##### Exercise input #####

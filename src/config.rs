use std::path::PathBuf;

use rocket::data::{ByteUnit, Limits, ToByteUnit};

use crate::sequence::compositor::DEFAULT_DELAY_MS;

/// Application settings, read from `Rocket.toml` and `ROCKET_*` variables
/// next to Rocket's own configuration.
#[derive(Debug, Clone, PartialEq, Deserialize)]
#[serde(default)]
pub struct Settings {
  /// Gif to load at startup.
  pub sample: Option<PathBuf>,
  pub default_delay_ms: u32,
  /// Frames to composite between yields to the runtime.
  pub yield_every: usize,
  /// Spacing between individual downloads when the archive can't be built.
  pub stagger_ms: u64,
}

impl Default for Settings {
  fn default() -> Settings {
    Settings {
      sample: None,
      default_delay_ms: DEFAULT_DELAY_MS,
      yield_every: 2,
      stagger_ms: 100,
    }
  }
}

impl Settings {
  pub fn yield_every(&self) -> usize {
    self.yield_every.max(1)
  }
}

pub fn upload_limit(limits: &Limits) -> ByteUnit {
  limits.get("gif").unwrap_or_else(|| 32.mebibytes())
}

#####

An exact reproduction of all the entries above is the expected answer.

■ **Result of this exercise**
filename src/config.rs
use std::path::PathBuf;

use rocket::data::{ByteUnit, Limits, ToByteUnit};

use crate::sequence::compositor::DEFAULT_DELAY_MS;

/// Application settings, read from `Rocket.toml` and `ROCKET_*` variables
/// next to Rocket's own configuration.
#[derive(Debug, Clone, PartialEq, Deserialize)]
#[serde(default)]
pub struct Settings {
  /// Gif to load at startup.
  pub sample: Option<PathBuf>,
  pub default_delay_ms: u32,
  /// Frames to composite between yields to the runtime.
  pub yield_every: usize,
  /// Spacing between individual downloads when the archive can't be built.
  pub stagger_ms: u64,
}

impl Default for Settings {
  fn default() -> Settings {
    Settings {
      sample: None,
      default_delay_ms: DEFAULT_DELAY_MS,
      yield_every: 2,
      stagger_ms: 100,
    }
  }
}

impl Settings {
  pub fn yield_every(&self) -> usize {
    self.yield_every.max(1)
  }
}

pub fn upload_limit(limits: &Limits) -> ByteUnit {
  limits.get("gif").unwrap_or_else(|| 32.mebibytes())
}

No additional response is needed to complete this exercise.